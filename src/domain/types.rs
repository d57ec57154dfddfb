//! Core identifier types for domain entities.
//!
//! These newtype wrappers keep article and press release identifiers
//! from being mixed up when they travel through the vector index.

use serde::{Deserialize, Serialize};
use std::fmt;

/// Unique identifier for a stored article.
#[derive(Debug, Clone, PartialEq, Eq, Hash, PartialOrd, Ord, Serialize, Deserialize)]
#[serde(transparent)]
pub struct ArticleId(pub String);

impl ArticleId {
    /// Generates a fresh random identifier.
    pub fn generate() -> Self {
        Self(uuid::Uuid::new_v4().to_string())
    }
}

impl fmt::Display for ArticleId {
    fn fmt(&self, f: &mut fmt::Formatter<'_>) -> fmt::Result {
        write!(f, "{}", self.0)
    }
}

impl From<String> for ArticleId {
    fn from(s: String) -> Self {
        Self(s)
    }
}

impl From<&str> for ArticleId {
    fn from(s: &str) -> Self {
        Self(s.to_owned())
    }
}

/// Unique identifier for a stored press release.
#[derive(Debug, Clone, PartialEq, Eq, Hash, PartialOrd, Ord, Serialize, Deserialize)]
#[serde(transparent)]
pub struct PressReleaseId(pub String);

impl PressReleaseId {
    /// Generates a fresh random identifier.
    pub fn generate() -> Self {
        Self(uuid::Uuid::new_v4().to_string())
    }
}

impl fmt::Display for PressReleaseId {
    fn fmt(&self, f: &mut fmt::Formatter<'_>) -> fmt::Result {
        write!(f, "{}", self.0)
    }
}

impl From<String> for PressReleaseId {
    fn from(s: String) -> Self {
        Self(s)
    }
}

impl From<&str> for PressReleaseId {
    fn from(s: &str) -> Self {
        Self(s.to_owned())
    }
}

····················

*Task prompt*.
Using the records above, count how many lines include the word "impl", and reply only with that figure.

*Worked solution*.
8